Introduction

Handwriting is a highly skilled rhythmic fine motor activity, which acquires automaticity through overlearning. For these reasons, it is particularly susceptible to the motor disturbance of Parkinson’s disease (PD). Micrographia, defined by Kinnear Wilson as a reduction of the size of lettering in relation to pre-morbid calligraphy [1], is the best recognized parkinsonian writing disorder and is present in 50–60% of PD patients [2].

Computerized graphics tablets can analyze the dynamic aspects of writing, revealing abnormalities that are invisible to pen-and-paper methods. Alterations in velocity, acceleration and fluency are as important as reduced static script size, and the term PD dysgraphia has been proposed to encompass all of these deficits [3]. It has been suggested that kinematic measures of handwriting and drawing are sensitive enough to detect early signs of PD [4]. Using computerized handwriting techniques, it may therefore be possible to identify the first evidence of a parkinsonian motor deficit in at-risk patients (genetically predisposed, or diagnosed with rapid eye movement sleep behavior disorder), increasing the early disease period available for treatment or clinical trials of possible neuroprotective drugs [5]. Thereafter, kinematic writing parameters could augment global motor disability scoring in tracking the motor decline [6, 7].

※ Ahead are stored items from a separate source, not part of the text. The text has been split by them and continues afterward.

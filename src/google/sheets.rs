use async_trait::async_trait;
use lazy_static::lazy_static;
use regex::Regex;
use serde::Deserialize;

use super::{check_status, GoogleApiError, GoogleWorkspace, SheetSource};
use crate::participant::RawTable;

const SHEETS_API: &str = "https://sheets.googleapis.com/v4/spreadsheets";

lazy_static! {
    static ref SHEET_ID: Regex = Regex::new(r"/spreadsheets/d/([a-zA-Z0-9_-]+)")
        .expect("sheet id pattern is valid");
}

/// The spreadsheet id inside a Google Sheets link.
pub fn extract_sheet_id(url: &str) -> Option<String> {
    SHEET_ID
        .captures(url)
        .and_then(|caps| caps.get(1))
        .map(|m| m.as_str().to_string())
}

#[derive(Debug, Deserialize)]
struct SpreadsheetMeta {
    #[serde(default)]
    sheets: Vec<SheetMeta>,
}

#[derive(Debug, Deserialize)]
struct SheetMeta {
    properties: SheetProperties,
}

#[derive(Debug, Deserialize)]
struct SheetProperties {
    title: String,
}

#[derive(Debug, Deserialize)]
struct ValueRange {
    #[serde(default)]
    values: Vec<Vec<serde_json::Value>>,
}

fn cell_text(value: serde_json::Value) -> String {
    match value {
        serde_json::Value::String(s) => s,
        serde_json::Value::Null => String::new(),
        other => other.to_string(),
    }
}

/// A1 range covering a whole worksheet.
fn sheet_range(title: &str) -> String {
    format!("'{}'", title.replace('\'', "''"))
}

#[async_trait]
impl SheetSource for GoogleWorkspace {
    async fn fetch_table(&self, sheet_id: &str) -> Result<RawTable, GoogleApiError> {
        let token = self.bearer().await?;

        let meta: SpreadsheetMeta = check_status(
            self.http
                .get(format!("{SHEETS_API}/{sheet_id}"))
                .query(&[("fields", "sheets.properties.title")])
                .bearer_auth(&token)
                .send()
                .await?,
        )
        .await?
        .json()
        .await?;

        let title = meta
            .sheets
            .into_iter()
            .next()
            .map(|sheet| sheet.properties.title)
            .ok_or_else(|| {
                GoogleApiError::UnexpectedResponse(format!("spreadsheet {sheet_id} has no worksheets"))
            })?;

        let mut url = reqwest::Url::parse(SHEETS_API)
            .map_err(|e| GoogleApiError::UnexpectedResponse(e.to_string()))?;
        url.path_segments_mut()
            .map_err(|_| GoogleApiError::UnexpectedResponse("invalid Sheets API base".to_string()))?
            .extend([sheet_id, "values", sheet_range(&title).as_str()]);

        let range: ValueRange = check_status(self.http.get(url).bearer_auth(&token).send().await?)
            .await?
            .json()
            .await?;

        log::info!(
            "Read {} rows from worksheet '{}' of sheet {}",
            range.values.len(),
            title,
            sheet_id
        );

        let values = range
            .values
            .into_iter()
            .map(|row| row.into_iter().map(cell_text).collect())
            .collect();
        Ok(RawTable::from_values(values))
    }
}
use serde::Serialize;
use utoipa::ToSchema;

const ERASMUS_KEYWORDS: [&str; 1] = ["ERASMUS"];
const OTHER_EXCHANGE_KEYWORDS: [&str; 3] = ["OTHER", "FULL-TIME", "INTERNATIONAL STUDENT"];
const TUTOR_KEYWORDS: [&str; 1] = ["TUTOR"];

#[derive(Debug, Clone, Copy, PartialEq, Eq, Serialize, ToSchema)]
#[serde(rename_all = "snake_case")]
pub enum ExchangeKind {
    Erasmus,
    OtherExchange,
}

/// Category flags derived from a free-form participant type.
#[derive(Debug, Clone, Copy, Default, PartialEq, Eq, Serialize, ToSchema)]
pub struct Classification {
    pub exchange: Option<ExchangeKind>,
    pub tutor: bool,
}

impl Classification {
    pub fn is_erasmus(&self) -> bool {
        self.exchange == Some(ExchangeKind::Erasmus)
    }

    pub fn is_other_exchange(&self) -> bool {
        self.exchange == Some(ExchangeKind::OtherExchange)
    }
}

/// Classifies a type tag by case-insensitive keyword match.
///
/// Exchange status is exclusive: an other-exchange keyword outranks ERASMUS.
/// Tutor is independent of exchange status.
pub fn classify(participant_type: &str) -> Classification {
    let upper = participant_type.to_uppercase();
    let has_any = |keywords: &[&str]| keywords.iter().any(|keyword| upper.contains(keyword));

    let exchange = if has_any(&OTHER_EXCHANGE_KEYWORDS) {
        Some(ExchangeKind::OtherExchange)
    } else if has_any(&ERASMUS_KEYWORDS) {
        Some(ExchangeKind::Erasmus)
    } else {
        None
    };

    Classification {
        exchange,
        tutor: has_any(&TUTOR_KEYWORDS),
    }
}
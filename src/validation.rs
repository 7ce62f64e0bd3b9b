//! Request validation with per-field messages.

use std::fmt;

/// Implemented by request bodies that check themselves before any work starts.
pub trait Validator {
    fn validate(&self) -> Result<(), ValidationErrors>;
}

#[derive(Debug, Clone, PartialEq, Eq)]
pub struct ValidationError {
    pub field: String,
    pub message: String,
    pub suggestion: Option<String>,
}

impl ValidationError {
    pub fn new(field: impl Into<String>, message: impl Into<String>) -> Self {
        Self {
            field: field.into(),
            message: message.into(),
            suggestion: None,
        }
    }

    pub fn with_suggestion(mut self, suggestion: impl Into<String>) -> Self {
        self.suggestion = Some(suggestion.into());
        self
    }

    pub fn empty_field(field: &str, label: &str) -> Self {
        Self::new(field, format!("{} must not be empty", label))
            .with_suggestion(format!("Please fill in the {}", label.to_lowercase()))
    }
}

impl fmt::Display for ValidationError {
    fn fmt(&self, f: &mut fmt::Formatter<'_>) -> fmt::Result {
        write!(f, "[{}] {}", self.field, self.message)?;
        if let Some(ref suggestion) = self.suggestion {
            write!(f, ". {}", suggestion)?;
        }
        Ok(())
    }
}

impl std::error::Error for ValidationError {}

#[derive(Debug, Default, Clone, PartialEq, Eq)]
pub struct ValidationErrors {
    errors: Vec<ValidationError>,
}

impl ValidationErrors {
    pub fn new() -> Self {
        Self { errors: Vec::new() }
    }

    pub fn add(&mut self, error: ValidationError) {
        self.errors.push(error);
    }

    pub fn is_empty(&self) -> bool {
        self.errors.is_empty()
    }

    pub fn len(&self) -> usize {
        self.errors.len()
    }

    pub fn fields(&self) -> Vec<&str> {
        self.errors.iter().map(|e| e.field.as_str()).collect()
    }

    pub fn into_result(self) -> Result<(), ValidationErrors> {
        if self.is_empty() {
            Ok(())
        } else {
            Err(self)
        }
    }
}

impl fmt::Display for ValidationErrors {
    fn fmt(&self, f: &mut fmt::Formatter<'_>) -> fmt::Result {
        write!(f, "Validation failed: {} error(s)", self.errors.len())?;
        for (i, error) in self.errors.iter().enumerate() {
            write!(f, "\n{}. {}", i + 1, error)?;
        }
        Ok(())
    }
}

impl std::error::Error for ValidationErrors {}

pub fn validate_required(value: &str, field: &str, label: &str, errors: &mut ValidationErrors) {
    if value.trim().is_empty() {
        errors.add(ValidationError::empty_field(field, label));
    }
}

Responsiveness of PD dysgraphia to dopaminergic drugs is important to a disease monitoring role for computerized writing. Although medication effects have not always been considered in previous handwriting research [5, 6], a number of studies have tested handwriting with and without dopaminergic drugs. While these have shown that anti-parkinsonian treatment does improve writing, there is lack of agreement about which aspects are most responsive.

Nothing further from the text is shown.